O que chama muito a atenção nessa película? É o fato de se tentar explicar como funcionavam as dinastias europeias na sociedade de Antigo Regime. O mais desavisado pode até ficar chocado com todos esses casamentos arranjados, inclusive entre crianças. Mas isso era prática comum para selar acordos políticos entre nações, numa mistura radical do público com o privado, que o sistema capitalista conseguiu separar tão bem. Ou seja, não havia qualquer espaço para as historinhas de contos de fadas onde o príncipe e a princesa se casaram e foram felizes para sempre. Para se ter uma ideia, quando Napoleão Bonaparte dominava a Europa.,o príncipe regente de Portugal, D. João (futuro rei D. João VI) ofereceu D. Pedro (o mesmo do grito do Ipiranga), que tinha então apenas nove anos, para se casar com a sobrinha de Napoleão para convencer o Imperador francês a não atacar Portugal. Devo dizer aqui que essa ideia não colou muito e Napoleão não aceitou. Assim, não era de se chocar na época que o futuro rei e rainha da França já estivessem prometidos um ao outro com apenas onze e quatro anos, respectivamente. Outra coisa que chama muito a atenção é a enorme quantidade de doenças que esses membros de famílias reais europeias contraíam. Isso acontecia em parte não apenas por causa da medicina menos avançada da época, mas também porque havia um certo grau de parentesco entre esses membros de famílias reais dos países, com eles se reproduzindo entre eles, o que gerava pessoas com um sistema imunológico mais fraco (a própria expressão “sangue azul” vem do fato de que as pessoas, por serem muito debilitadas, ficavam pálidas com as veias azuis todas à mostra). Havia casos até de meninas hemofílicas que morriam na primeira menstruação. O filme toma muito cuidado de se mostrar como vários membros das famílias reais eram acometidos de doenças, algo que atormentava Luís XV, onde o menino dizia que todos os que estavam à sua volta morriam.
Se o filme mostra alguns aspectos relativamente fidedignos com relação à cultura de Antigo Regime, por outro lado há alguns elementos que parecem fugir um pouco disso como, por exemplo, a atitude muito empoderada de Louise Elisabeth em pleno século XVIII, que resistia bravamente a todas as imposições do sistema. Parece que foi algo exagerado e, pela posição de submissão da mulher na época, a impressão é de que a moça aceitaria com mais resignação tal situação. O choro de Felipe V ao se despedir da filhinha parece algo, por outro lado, mais aceitável, até porque o rei espanhol era muito instável emocionalmente. Aliás, Wilson mostrou um poder de atuação como poucas vezes foi visto. Ele foi excelente como o rei atormentado pela sombra de Luís XIV, seu antepassado e modelo de rei absolutista.
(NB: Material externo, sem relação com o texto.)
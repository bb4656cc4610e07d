use anyhow::{Context, Result};
use newsdoggo::domain::news::{ApiNewsProvider, PgNewsStore};
use newsdoggo::infra::api::http::ReqwestHttpClient;
use newsdoggo::infra::db::create_pool;
use newsdoggo::types::AppConfig;
use newsdoggo::web::{create_app, AppState};
use std::sync::Arc;
use tracing_subscriber::EnvFilter;

#[tokio::main]
async fn main() -> Result<()> {
    // 環境変数を読み込み（.envファイルがあれば使用）
    let _ = dotenvy::dotenv();

    tracing_subscriber::fmt()
        .with_env_filter(
            EnvFilter::try_from_default_env().unwrap_or_else(|_| EnvFilter::new("info")),
        )
        .init();

    let config = AppConfig::from_env().context("設定の読み込みに失敗しました")?;
    let pool = create_pool(&config.database_url)
        .await
        .context("データベースへの接続に失敗しました")?;

    let state = AppState {
        provider: Arc::new(ApiNewsProvider::from_config(ReqwestHttpClient::new(), &config)),
        store: Arc::new(PgNewsStore::new(pool)),
        max_pages: config.max_pages,
    };

    let listener = tokio::net::TcpListener::bind(&config.bind_addr)
        .await
        .with_context(|| format!("{}での待ち受けに失敗しました", config.bind_addr))?;
    tracing::info!(
        addr = %config.bind_addr,
        api = %config.articles_url(),
        max_pages = config.max_pages,
        "サーバーを起動しました"
    );

    axum::serve(listener, create_app(state))
        .with_graceful_shutdown(shutdown_signal())
        .await
        .context("サーバーの実行中にエラーが発生しました")?;

    tracing::info!("サーバーを停止しました");
    Ok(())
}

async fn shutdown_signal() {
    if let Err(e) = tokio::signal::ctrl_c().await {
        tracing::error!(error = %e, "シグナルの待機に失敗しました");
    }
}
Agora, somente mais um pequeno spoiler. Maria Anna Vitória acabou não vivendo com Luís XV (ela foi singelamente “devolvida” para a Espanha) e, anos mais tarde, se casaria com D. José, que seria o rei de Portugal. Assim, Maria Anna Vitória é mãe de D. Maria I (a Louca), avó de D. João VI e bisavó de D. Pedro (o mesmo do grito do Ipiranga).
Assim, “Troca de Rainhas” é uma boa dica para quem gosta de Cinema e de História, pois é um filme que busca analisar com uma certa precisão as nuances da cultura de Antigo Regime e o faz numa linguagem fácil, sem que a narrativa seja muito elaborada, não se exigindo muito da atenção do espectador. É um filme de fácil compreensão que passa bem rápido, por sua qualidade. Isso sem falar no bom figurino e reconstituição de época. Vale a pena dar uma conferida.